Finn turned it over in his hands, finding that some of the interlocking pieces seemed capable of moving. He pushed against one curved section and it slid upward, displacing another portion that slid into the place vacated by the other. Turning it this way and that, Finn found he could reconfigure the surfaces of the sphere like some kind of kid’s toy. The metal made no sound as it slid and shuffled across the surface. Finn became strangely fascinated by the shapes it made, shapes that shouldn’t be possible on the surface of a sphere.
Though his hands told him the object was still a sphere, his eyes beheld cubes, rectangles, and cylinders, as though these protean forms sought to replace the device’s original shape. Was it some kind of trick, a neat illusion...or was it something else entirely?
Just as he was about to replace the sphere on the dresser, it emitted a deep bass note, like the sound of a distant foghorn. At the threshold of hearing, it grew in volume and resonance until he felt it in his bones. Dust bounced on the floor, and Finn’s ears popped as the air itself began vibrating. Glass shimmied in the window. He felt an electric tingle in his t
eeth, like biting on a copper penny, and his eyes watered worse than when he peeled onions for one of Jimmy’s stews.

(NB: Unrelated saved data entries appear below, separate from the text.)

//! Point-in-time summaries of reservoirs.
use std::cmp::Ordering;

use crate::Quantile;

/// A single recorded value.
///
/// Samples are immutable once stored.  `weight` is `1.0` for reservoirs that do not weight their
/// samples, and `recorded_at` is the monotonic time, in nanoseconds, at which the sample was taken.
#[derive(Clone, Debug, PartialEq)]
pub struct Sample {
    value: i64,
    user_value: Option<String>,
    weight: f64,
    recorded_at: i64,
}

impl Sample {
    /// Creates a new `Sample`.
    pub fn new(value: i64, user_value: Option<String>, weight: f64, recorded_at: i64) -> Self {
        Self { value, user_value, weight, recorded_at }
    }

    /// Recorded value.
    pub fn value(&self) -> i64 {
        self.value
    }

    /// Tag supplied alongside the value, if any.
    pub fn user_value(&self) -> Option<&str> {
        self.user_value.as_deref()
    }

    /// Weight of this sample relative to the others in the same reservoir.
    pub fn weight(&self) -> f64 {
        self.weight
    }

    /// Monotonic time, in nanoseconds, at which the sample was recorded.
    pub fn recorded_at(&self) -> i64 {
        self.recorded_at
    }

    pub(crate) fn scale_weight(&mut self, factor: f64) {
        self.weight *= factor;
    }
}

#[derive(Clone, Debug)]
enum Distribution {
    Uniform,
    Weighted { normalized: Vec<f64>, quantiles: Vec<f64> },
    Bucketed { buckets: Vec<(i64, i64, u64)>, total: u64 },
}

/// An immutable statistical summary of a reservoir.
///
/// Snapshots are plain values: taking a snapshot copies whatever it needs out of the reservoir, so
/// later updates to the reservoir never affect a snapshot that has already been taken.
#[derive(Clone, Debug)]
pub struct Snapshot {
    count: u64,
    size: usize,
    sum: f64,
    min: i64,
    max: i64,
    min_user_value: Option<String>,
    max_user_value: Option<String>,
    mean: f64,
    stddev: f64,
    last_value: Option<i64>,
    last_user_value: Option<String>,
    samples: Vec<Sample>,
    distribution: Distribution,
}

impl Snapshot {
    /// Creates an empty snapshot.
    pub fn empty() -> Self {
        Self {
            count: 0,
            size: 0,
            sum: 0.0,
            min: 0,
            max: 0,
            min_user_value: None,
            max_user_value: None,
            mean: 0.0,
            stddev: 0.0,
            last_value: None,
            last_user_value: None,
            samples: Vec::new(),
            distribution: Distribution::Uniform,
        }
    }

    /// Creates a snapshot over equally weighted samples.
    ///
    /// `count` is the total number of updates the reservoir has seen, which may be larger than
    /// the number of samples it kept.
    pub fn from_uniform(count: u64, mut samples: Vec<Sample>) -> Self {
        if samples.is_empty() {
            return Self { count, ..Self::empty() };
        }

        samples.sort_by_key(|s| s.value);

        let n = samples.len() as f64;
        let sum = samples.iter().map(|s| s.value as f64).sum::<f64>();
        let mean = sum / n;
        let stddev = if samples.len() > 1 {
            let squares = samples.iter().map(|s| (s.value as f64 - mean).powi(2)).sum::<f64>();
            (squares / (n - 1.0)).sqrt()
        } else {
            0.0
        };

        Self::from_sorted(count, sum, mean, stddev, samples, Distribution::Uniform)
    }

    /// Creates a snapshot over samples with individual weights.
    ///
    /// Weights are normalized, so only their relative magnitude matters.  Quantiles are resolved by
    /// cumulative weight rather than by rank.
    pub fn from_weighted(count: u64, mut samples: Vec<Sample>) -> Self {
        if samples.is_empty() {
            return Self { count, ..Self::empty() };
        }

        samples.sort_by_key(|s| s.value);

        let total_weight = samples.iter().map(|s| s.weight).sum::<f64>();
        let normalized = samples
            .iter()
            .map(|s| if total_weight != 0.0 { s.weight / total_weight } else { 0.0 })
            .collect::<Vec<_>>();

        let mut quantiles = Vec::with_capacity(samples.len());
        let mut cumulative = 0.0;
        for weight in &normalized {
            quantiles.push(cumulative);
            cumulative += weight;
        }

        let sum = samples.iter().map(|s| s.value as f64).sum::<f64>();
        let mean = samples.iter().zip(&normalized).map(|(s, w)| s.value as f64 * w).sum::<f64>();
        // Unbiased for reliability weights, which reduces to `n - 1` when all weights are equal.
        let correction = 1.0 - normalized.iter().map(|w| w * w).sum::<f64>();
        let stddev = if samples.len() > 1 && correction > 0.0 {
            let variance = samples
                .iter()
                .zip(&normalized)
                .map(|(s, w)| w * (s.value as f64 - mean).powi(2))
                .sum::<f64>();
            (variance / correction).sqrt()
        } else {
            0.0
        };

        let distribution = Distribution::Weighted { normalized, quantiles };
        Self::from_sorted(count, sum, mean, stddev, samples, distribution)
    }

    /// Creates a snapshot over bucketed counts.
    ///
    /// `buckets` holds, in ascending order, the lowest and highest value equivalent to each
    /// non-empty bucket along with the number of values counted in it.  `min`, `max` and `sum` are
    /// the exact values tracked alongside the buckets.
    pub fn from_buckets(
        count: u64,
        sum: f64,
        min: i64,
        max: i64,
        buckets: Vec<(i64, i64, u64)>,
    ) -> Self {
        let total = buckets.iter().map(|(_, _, c)| *c).sum::<u64>();
        if total == 0 {
            return Self { count, ..Self::empty() };
        }

        let mean = sum / total as f64;
        let stddev = if total > 1 {
            let squares = buckets
                .iter()
                .map(|(_, v, c)| (*v as f64 - mean).powi(2) * *c as f64)
                .sum::<f64>();
            (squares / (total - 1) as f64).sqrt()
        } else {
            0.0
        };

        Self {
            count,
            size: usize::try_from(total).unwrap_or(usize::MAX),
            sum,
            min,
            max,
            min_user_value: None,
            max_user_value: None,
            mean,
            stddev,
            last_value: None,
            last_user_value: None,
            samples: Vec::new(),
            distribution: Distribution::Bucketed { buckets, total },
        }
    }

    fn from_sorted(
        count: u64,
        sum: f64,
        mean: f64,
        stddev: f64,
        samples: Vec<Sample>,
        distribution: Distribution,
    ) -> Self {
        let (min, min_user_value) =
            samples.first().map(|s| (s.value, s.user_value.clone())).unwrap_or((0, None));
        let (max, max_user_value) =
            samples.last().map(|s| (s.value, s.user_value.clone())).unwrap_or((0, None));

        Self {
            count,
            size: samples.len(),
            sum,
            min,
            max,
            min_user_value,
            max_user_value,
            mean,
            stddev,
            last_value: None,
            last_user_value: None,
            samples,
            distribution,
        }
    }

    /// Attaches the most recently recorded value, and its tag, to this snapshot.
    pub fn with_last_value(mut self, value: i64, user_value: Option<String>) -> Self {
        self.last_value = Some(value);
        self.last_user_value = user_value;
        self
    }

    /// Total number of updates the reservoir had seen.
    pub fn count(&self) -> u64 {
        self.count
    }

    /// Number of values summarized by this snapshot.
    pub fn size(&self) -> usize {
        self.size
    }

    /// Whether or not this snapshot summarizes any values.
    pub fn is_empty(&self) -> bool {
        self.size == 0
    }

    /// Sum of the summarized values.
    pub fn sum(&self) -> f64 {
        self.sum
    }

    /// Smallest summarized value, or zero if empty.
    pub fn min(&self) -> i64 {
        self.min
    }

    /// Largest summarized value, or zero if empty.
    pub fn max(&self) -> i64 {
        self.max
    }

    /// Tag of the smallest value.
    pub fn min_user_value(&self) -> Option<&str> {
        self.min_user_value.as_deref()
    }

    /// Tag of the largest value.
    pub fn max_user_value(&self) -> Option<&str> {
        self.max_user_value.as_deref()
    }

    /// Mean of the summarized values.
    pub fn mean(&self) -> f64 {
        self.mean
    }

    /// Standard deviation of the summarized values.
    pub fn stddev(&self) -> f64 {
        self.stddev
    }

    /// Most recently recorded value, if known.
    pub fn last_value(&self) -> Option<i64> {
        self.last_value
    }

    /// Tag of the most recently recorded value.
    pub fn last_user_value(&self) -> Option<&str> {
        self.last_user_value.as_deref()
    }

    /// Samples backing this snapshot, sorted by value.
    ///
    /// Empty for bucketed snapshots, which do not keep individual values.
    pub fn samples(&self) -> &[Sample] {
        &self.samples
    }

    /// Values backing this snapshot, sorted ascending.
    pub fn values(&self) -> Vec<i64> {
        self.samples.iter().map(|s| s.value).collect()
    }

    /// Gets the value at the given quantile.
    ///
    /// The quantile is clamped to `0.0..=1.0`; `NaN` is treated as `0.0`.  Returns `0.0` for an
    /// empty snapshot.
    pub fn value(&self, quantile: f64) -> f64 {
        if self.is_empty() {
            return 0.0;
        }

        let quantile = if quantile.is_nan() { 0.0 } else { quantile.clamp(0.0, 1.0) };
        match &self.distribution {
            Distribution::Uniform => self.uniform_value(quantile),
            Distribution::Weighted { quantiles, .. } => self.weighted_value(quantiles, quantile),
            Distribution::Bucketed { buckets, total } => {
                self.bucketed_value(buckets, *total, quantile)
            }
        }
    }

    fn uniform_value(&self, quantile: f64) -> f64 {
        let len = self.samples.len();
        let pos = quantile * (len as f64 + 1.0);
        let index = pos as usize;

        if index < 1 {
            return self.samples[0].value as f64;
        }
        if index >= len {
            return self.samples[len - 1].value as f64;
        }

        let lower = self.samples[index - 1].value as f64;
        let upper = self.samples[index].value as f64;
        lower + (pos - pos.floor()) * (upper - lower)
    }

    fn weighted_value(&self, quantiles: &[f64], quantile: f64) -> f64 {
        let pos = match quantiles.binary_search_by(|q| q.total_cmp(&quantile)) {
            Ok(idx) => idx,
            Err(insertion) => insertion.saturating_sub(1),
        };

        let len = self.samples.len();
        if pos >= len {
            return self.samples[len - 1].value as f64;
        }
        self.samples[pos].value as f64
    }

    fn bucketed_value(&self, buckets: &[(i64, i64, u64)], total: u64, quantile: f64) -> f64 {
        let target = ((quantile * total as f64).ceil() as u64).max(1);

        let mut seen = 0;
        for (_, value, count) in buckets {
            seen += count;
            if seen >= target {
                return (*value).clamp(self.min, self.max) as f64;
            }
        }

        self.max as f64
    }

    /// Number of summarized values less than or equal to `threshold`.
    ///
    /// Bucketed snapshots count every bucket whose lower bound is within the threshold, so a value
    /// recorded exactly at the threshold is always included.  The result carries the same precision
    /// as the buckets themselves.
    pub fn count_at_or_below(&self, threshold: i64) -> u64 {
        match &self.distribution {
            Distribution::Bucketed { buckets, .. } => {
                buckets
                    .iter()
                    .take_while(|(low, _, _)| *low <= threshold)
                    .map(|(_, _, c)| *c)
                    .sum()
            }
            _ => self.samples.partition_point(|s| s.value <= threshold) as u64,
        }
    }

    /// Normalized weight of each sample, in the same order as [`samples`](Self::samples).
    ///
    /// Uniform snapshots report equal weights; bucketed snapshots report nothing.
    pub fn normalized_weights(&self) -> Vec<f64> {
        match &self.distribution {
            Distribution::Uniform => {
                let n = self.samples.len() as f64;
                self.samples.iter().map(|_| 1.0 / n).collect()
            }
            Distribution::Weighted { normalized, .. } => normalized.clone(),
            Distribution::Bucketed { .. } => Vec::new(),
        }
    }

    /// Median value.
    pub fn median(&self) -> f64 {
        self.value(0.5)
    }

    /// Value at the 75th percentile.
    pub fn percentile_75(&self) -> f64 {
        self.value(0.75)
    }

    /// Value at the 95th percentile.
    pub fn percentile_95(&self) -> f64 {
        self.value(0.95)
    }

    /// Value at the 98th percentile.
    pub fn percentile_98(&self) -> f64 {
        self.value(0.98)
    }

    /// Value at the 99th percentile.
    pub fn percentile_99(&self) -> f64 {
        self.value(0.99)
    }

    /// Value at the 99.9th percentile.
    pub fn percentile_999(&self) -> f64 {
        self.value(0.999)
    }

    /// Values at each of the given quantiles, paired with the quantile itself.
    pub fn quantiles(&self, quantiles: &[Quantile]) -> Vec<(Quantile, f64)> {
        quantiles.iter().map(|q| (q.clone(), self.value(q.value()))).collect()
    }
}

impl PartialEq for Snapshot {
    fn eq(&self, other: &Self) -> bool {
        self.count == other.count
            && self.size == other.size
            && self.min == other.min
            && self.max == other.max
            && self.samples == other.samples
            && self.last_value == other.last_value
            && self.mean.total_cmp(&other.mean) == Ordering::Equal
    }
}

“What the hell?” he said, the vibration growing from the sphere.
He blinked through his tears as the room shifted. The far wall seemed to stretch away from him as the floor and ceiling twisted in ways they couldn’t possibly move. A nauseous sensation of vertigo seized Finn and he dropped to his knees, the sphere falling from his grip and thudding to the threadbare carpet.
It rolled toward the door, the floor seeming to tilt crazily and the walls bulging and sagging like taffy. The sphere rolled on, and Finn lunged for it, hoping that Lady Luck would take a shine to him for once. It seemed she did, for no sooner had he laid his clammy palm upon it, than the dreadful vibrations ceased and the sphere became silent once more. The room regained its normal dimensions and the crazy, electric sensation dissipated like the heat after a really good storm. Finn took a deep breath, his hangover forgotten in the wake of so horrifying a sensation. He rolled onto his back, clutching the strange silver orb to his chest.
Its impossible weight pressed down on him, its nature utterly beyond his understanding.
“Okay,” he said. “This is way outta my league. I’m gonna need some help with this thing.”
* * *
Rita and Amanda strolled through the campus grounds, books clutched close to their chests and coats draped over the books. The day was unseasonably warm, and they had bought their lunch from the university refectory to eat in the small park around the bell tower. Neither was inclined to venture too far from Dorothy Upman Hall, and with no classes until later in the afternoon, the opportunity to enjoy some time in the sun was too good to miss.